Willyan da Silva Rocha (born 27 January 1995) is a Brazilian footballer who plays as a central defender for Russian club CSKA Moscow.

Club career

Early career
Born in Muniz Freire, Espírito Santo, Rocha joined Desportiva Ferroviária's youth setup at the age of seven. On 13 January 2015, he was loaned to the under-20 side of Flamengo for one year.

Rocha returned to Desportiva after Flamengo could not reach an agreement for a permanent transfer, and scored a brace in a friendly against Botafogo on 23 January 2016. He featured regularly during the year's Campeonato Capixaba, and moved to Grêmio on 24 July, after not renewing his contract.

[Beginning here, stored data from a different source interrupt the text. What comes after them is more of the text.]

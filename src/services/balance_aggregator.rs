use crate::models::{
    round_currency, BalanceMap, DebtPair, DebtSummary, Expense, ExpenseShare, NetPosition,
};
use rust_decimal::Decimal;
use std::collections::{BTreeMap, BTreeSet};
use tracing::debug;
use uuid::Uuid;

/// Reduces expense records of one group into net pairwise balances.
///
/// Obligations flowing in both directions between two users cancel out, so
/// the resulting [`BalanceMap`] carries at most one entry per pair. Every net
/// amount is rounded to cents; anything below half a cent is dropped.
#[derive(Debug, Clone, Copy, Default)]
pub struct BalanceAggregator;

impl BalanceAggregator {
    pub fn new() -> Self {
        Self
    }

    /// Nets the even-split obligations of every expense.
    pub fn calculate_debts(&self, expenses: &[Expense]) -> BalanceMap {
        let balances = net_obligations(expenses.iter().flat_map(|e| e.obligations()));
        debug!(
            expense_count = expenses.len(),
            pair_count = balances.len(),
            "Aggregated expense balances"
        );
        balances
    }

    /// Nets already-split shares. Settled shares are history and ignored.
    pub fn calculate_debts_from_shares(&self, shares: &[ExpenseShare]) -> BalanceMap {
        let balances = net_obligations(
            shares
                .iter()
                .filter(|s| s.is_pending())
                .map(|s| (s.debtor_id, s.creditor_id, s.amount_owed)),
        );
        debug!(
            share_count = shares.len(),
            pair_count = balances.len(),
            "Aggregated share balances"
        );
        balances
    }

    /// Pending shares summed per directed pair without cross-direction netting.
    pub fn raw_debts_from_shares(&self, shares: &[ExpenseShare]) -> Vec<DebtSummary> {
        let mut raw: BTreeMap<DebtPair, Decimal> = BTreeMap::new();

        for share in shares.iter().filter(|s| s.is_pending()) {
            if share.debtor_id == share.creditor_id {
                continue;
            }
            *raw.entry(DebtPair::new(share.debtor_id, share.creditor_id))
                .or_insert(Decimal::ZERO) += share.amount_owed;
        }

        raw.into_iter()
            .filter(|(_, amount)| *amount > Decimal::ZERO)
            .map(|(pair, amount)| DebtSummary::new(pair.debtor, pair.creditor, amount))
            .collect()
    }

    /// Signed position per user derived from a balance map.
    pub fn net_positions(&self, balances: &BalanceMap) -> BTreeMap<Uuid, NetPosition> {
        balances.net_positions()
    }
}

/// Accumulates `(debtor, creditor, amount)` flows and cancels opposite directions.
fn net_obligations<I>(obligations: I) -> BalanceMap
where
    I: IntoIterator<Item = (Uuid, Uuid, Decimal)>,
{
    let mut raw: BTreeMap<DebtPair, Decimal> = BTreeMap::new();
    for (debtor, creditor, amount) in obligations {
        if debtor == creditor {
            continue;
        }
        *raw.entry(DebtPair::new(debtor, creditor))
            .or_insert(Decimal::ZERO) += amount;
    }

    let mut processed: BTreeSet<(Uuid, Uuid)> = BTreeSet::new();
    let mut netted = BalanceMap::new();

    for (pair, amount) in &raw {
        if !processed.insert(pair.unordered_key()) {
            continue;
        }

        let reverse = raw.get(&pair.reversed()).copied().unwrap_or(Decimal::ZERO);
        let net = *amount - reverse;

        if net > Decimal::ZERO {
            netted.insert(*pair, round_currency(net));
        } else if net < Decimal::ZERO {
            netted.insert(pair.reversed(), round_currency(-net));
        }
    }

    netted
}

On 8 December 2016, Rocha was loaned to Votuporanguense until the end of the 2017 Campeonato Paulista Série A2. He scored his only goal for the club in a 2–0 home win against Mogi Mirim on 2 April.

Cova da Piedade
On 3 July 2017, Rocha moved abroad and signed a two-year contract with Portuguese LigaPro club Cova da Piedade. He was an undisputed starter for the club, only missing out the first half of the 2018–19 campaign due to injury.

Portimonense
On 28 June 2019, Rocha signed a four-year deal with Primeira Liga side Portimonense. He made his debut in the category on 9 August, starting in a 0–0 home draw against Belenenses SAD.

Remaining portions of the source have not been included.